PROBLEM STATEMENT:
In the records below, find the line that contains "Ok(self.cycle()?.is_some())" and the line that contains "the configured window.", then retype exactly those two lines and every line between them.

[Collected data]
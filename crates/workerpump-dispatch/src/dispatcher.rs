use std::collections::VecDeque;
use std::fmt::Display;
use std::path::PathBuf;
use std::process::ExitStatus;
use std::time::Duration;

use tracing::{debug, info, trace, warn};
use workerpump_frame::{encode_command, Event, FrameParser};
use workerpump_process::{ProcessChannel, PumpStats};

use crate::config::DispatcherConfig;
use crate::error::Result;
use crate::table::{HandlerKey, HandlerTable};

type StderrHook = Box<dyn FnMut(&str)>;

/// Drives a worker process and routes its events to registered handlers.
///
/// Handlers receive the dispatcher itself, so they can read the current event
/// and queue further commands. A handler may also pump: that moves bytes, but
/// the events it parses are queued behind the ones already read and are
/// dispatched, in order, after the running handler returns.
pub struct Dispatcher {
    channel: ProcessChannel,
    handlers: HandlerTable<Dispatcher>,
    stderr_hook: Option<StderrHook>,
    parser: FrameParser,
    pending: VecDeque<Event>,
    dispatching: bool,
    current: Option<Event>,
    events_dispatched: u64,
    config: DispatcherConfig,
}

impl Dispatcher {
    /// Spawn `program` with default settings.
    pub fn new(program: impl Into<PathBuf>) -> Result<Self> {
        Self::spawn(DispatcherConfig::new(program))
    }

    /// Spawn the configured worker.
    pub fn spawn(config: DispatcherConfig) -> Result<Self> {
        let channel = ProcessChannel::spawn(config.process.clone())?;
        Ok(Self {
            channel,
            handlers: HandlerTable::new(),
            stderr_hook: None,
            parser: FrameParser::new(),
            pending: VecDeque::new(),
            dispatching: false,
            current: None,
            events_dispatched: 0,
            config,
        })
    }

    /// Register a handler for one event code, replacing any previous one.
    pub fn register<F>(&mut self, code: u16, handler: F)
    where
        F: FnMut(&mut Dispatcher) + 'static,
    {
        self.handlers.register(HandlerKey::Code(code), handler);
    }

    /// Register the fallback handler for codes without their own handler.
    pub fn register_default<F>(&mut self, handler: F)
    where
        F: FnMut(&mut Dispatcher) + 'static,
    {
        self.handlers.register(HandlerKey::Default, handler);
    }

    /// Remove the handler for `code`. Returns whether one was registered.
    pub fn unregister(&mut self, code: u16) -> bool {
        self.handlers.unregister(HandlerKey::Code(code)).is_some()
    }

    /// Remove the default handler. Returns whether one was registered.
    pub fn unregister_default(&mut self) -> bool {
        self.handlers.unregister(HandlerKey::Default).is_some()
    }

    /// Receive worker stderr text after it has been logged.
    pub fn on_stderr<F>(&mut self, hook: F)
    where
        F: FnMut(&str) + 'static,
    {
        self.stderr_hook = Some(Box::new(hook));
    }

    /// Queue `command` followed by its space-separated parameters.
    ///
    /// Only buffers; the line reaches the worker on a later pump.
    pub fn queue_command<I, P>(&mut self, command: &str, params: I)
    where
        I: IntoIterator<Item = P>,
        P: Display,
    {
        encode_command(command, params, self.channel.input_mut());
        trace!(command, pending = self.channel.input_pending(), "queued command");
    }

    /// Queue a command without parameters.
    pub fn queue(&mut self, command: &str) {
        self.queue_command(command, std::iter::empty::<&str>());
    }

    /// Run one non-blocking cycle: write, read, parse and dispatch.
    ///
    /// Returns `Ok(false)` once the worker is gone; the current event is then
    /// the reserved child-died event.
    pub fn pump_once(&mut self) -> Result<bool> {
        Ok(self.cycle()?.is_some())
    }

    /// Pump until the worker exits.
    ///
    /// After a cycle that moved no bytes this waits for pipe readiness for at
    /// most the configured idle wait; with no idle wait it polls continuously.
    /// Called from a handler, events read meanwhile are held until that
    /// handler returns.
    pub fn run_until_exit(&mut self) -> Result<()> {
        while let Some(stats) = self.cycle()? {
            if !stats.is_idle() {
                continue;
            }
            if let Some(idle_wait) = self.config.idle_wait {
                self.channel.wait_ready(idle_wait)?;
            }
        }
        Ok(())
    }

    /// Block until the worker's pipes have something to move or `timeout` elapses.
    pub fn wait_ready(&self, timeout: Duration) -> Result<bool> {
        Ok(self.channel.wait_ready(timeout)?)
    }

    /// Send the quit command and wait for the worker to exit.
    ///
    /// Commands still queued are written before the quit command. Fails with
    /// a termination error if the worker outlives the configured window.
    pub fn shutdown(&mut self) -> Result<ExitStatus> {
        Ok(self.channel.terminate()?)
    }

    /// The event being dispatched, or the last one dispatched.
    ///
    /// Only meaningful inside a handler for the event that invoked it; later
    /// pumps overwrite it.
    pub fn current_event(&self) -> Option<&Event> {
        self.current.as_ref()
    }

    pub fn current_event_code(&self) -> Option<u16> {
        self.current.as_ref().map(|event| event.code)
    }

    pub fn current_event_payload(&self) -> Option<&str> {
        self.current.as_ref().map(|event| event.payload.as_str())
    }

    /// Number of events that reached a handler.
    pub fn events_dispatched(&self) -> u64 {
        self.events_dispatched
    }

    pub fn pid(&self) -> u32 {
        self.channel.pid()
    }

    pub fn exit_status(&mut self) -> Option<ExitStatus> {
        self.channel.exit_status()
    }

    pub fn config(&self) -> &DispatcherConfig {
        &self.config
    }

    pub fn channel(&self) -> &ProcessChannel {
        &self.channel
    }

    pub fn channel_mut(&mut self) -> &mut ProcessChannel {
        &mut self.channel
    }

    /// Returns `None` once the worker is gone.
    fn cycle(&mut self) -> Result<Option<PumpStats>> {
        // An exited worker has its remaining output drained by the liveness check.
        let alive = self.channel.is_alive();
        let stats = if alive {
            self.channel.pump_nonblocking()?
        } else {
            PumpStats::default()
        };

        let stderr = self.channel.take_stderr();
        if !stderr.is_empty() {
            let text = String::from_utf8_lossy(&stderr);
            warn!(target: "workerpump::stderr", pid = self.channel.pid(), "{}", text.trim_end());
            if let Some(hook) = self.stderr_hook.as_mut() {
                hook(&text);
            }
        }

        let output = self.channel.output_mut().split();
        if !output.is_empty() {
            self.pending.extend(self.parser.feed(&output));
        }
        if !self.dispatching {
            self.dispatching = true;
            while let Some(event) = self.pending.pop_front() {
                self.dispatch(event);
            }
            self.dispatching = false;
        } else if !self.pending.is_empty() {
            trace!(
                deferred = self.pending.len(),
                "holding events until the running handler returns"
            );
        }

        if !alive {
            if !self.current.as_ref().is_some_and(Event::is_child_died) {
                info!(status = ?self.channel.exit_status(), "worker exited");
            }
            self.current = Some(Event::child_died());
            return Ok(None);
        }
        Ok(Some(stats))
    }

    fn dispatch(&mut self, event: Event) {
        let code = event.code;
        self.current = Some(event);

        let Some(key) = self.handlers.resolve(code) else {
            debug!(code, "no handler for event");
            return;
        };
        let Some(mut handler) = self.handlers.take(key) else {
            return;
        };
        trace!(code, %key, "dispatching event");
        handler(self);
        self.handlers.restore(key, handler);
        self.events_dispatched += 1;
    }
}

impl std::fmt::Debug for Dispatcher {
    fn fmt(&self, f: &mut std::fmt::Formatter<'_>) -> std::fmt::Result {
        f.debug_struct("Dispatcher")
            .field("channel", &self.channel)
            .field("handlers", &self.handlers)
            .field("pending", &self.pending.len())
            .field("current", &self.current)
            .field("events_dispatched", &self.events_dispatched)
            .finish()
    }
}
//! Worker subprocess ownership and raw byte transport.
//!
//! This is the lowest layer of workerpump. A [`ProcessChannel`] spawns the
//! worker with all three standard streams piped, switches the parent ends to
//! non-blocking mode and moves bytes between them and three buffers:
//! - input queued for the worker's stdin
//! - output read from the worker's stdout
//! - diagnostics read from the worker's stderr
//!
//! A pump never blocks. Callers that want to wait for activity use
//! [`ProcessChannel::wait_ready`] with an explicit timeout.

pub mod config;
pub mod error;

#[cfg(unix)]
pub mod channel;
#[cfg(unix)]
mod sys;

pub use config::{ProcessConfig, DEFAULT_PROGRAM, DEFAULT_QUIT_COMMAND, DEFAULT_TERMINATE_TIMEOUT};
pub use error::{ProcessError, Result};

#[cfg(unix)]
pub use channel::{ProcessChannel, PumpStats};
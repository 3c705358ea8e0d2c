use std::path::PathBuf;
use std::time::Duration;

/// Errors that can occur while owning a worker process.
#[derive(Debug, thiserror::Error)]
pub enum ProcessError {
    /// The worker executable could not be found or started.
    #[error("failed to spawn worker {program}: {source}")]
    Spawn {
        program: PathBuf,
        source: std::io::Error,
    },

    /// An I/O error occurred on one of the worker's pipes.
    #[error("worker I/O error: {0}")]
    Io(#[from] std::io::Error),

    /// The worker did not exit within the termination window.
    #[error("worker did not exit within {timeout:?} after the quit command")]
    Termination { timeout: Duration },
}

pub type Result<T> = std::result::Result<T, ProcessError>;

RESPONSE AREA:
        Ok(self.cycle()?.is_some())
    }

    /// Pump until the worker exits.
    ///
    /// After a cycle that moved no bytes this waits for pipe readiness for at
    /// most the configured idle wait; with no idle wait it polls continuously.
    /// Called from a handler, events read meanwhile are held until that
    /// handler returns.
    pub fn run_until_exit(&mut self) -> Result<()> {
        while let Some(stats) = self.cycle()? {
            if !stats.is_idle() {
                continue;
            }
            if let Some(idle_wait) = self.config.idle_wait {
                self.channel.wait_ready(idle_wait)?;
            }
        }
        Ok(())
    }

    /// Block until the worker's pipes have something to move or `timeout` elapses.
    pub fn wait_ready(&self, timeout: Duration) -> Result<bool> {
        Ok(self.channel.wait_ready(timeout)?)
    }

    /// Send the quit command and wait for the worker to exit.
    ///
    /// Commands still queued are written before the quit command. Fails with
    /// a termination error if the worker outlives the configured window.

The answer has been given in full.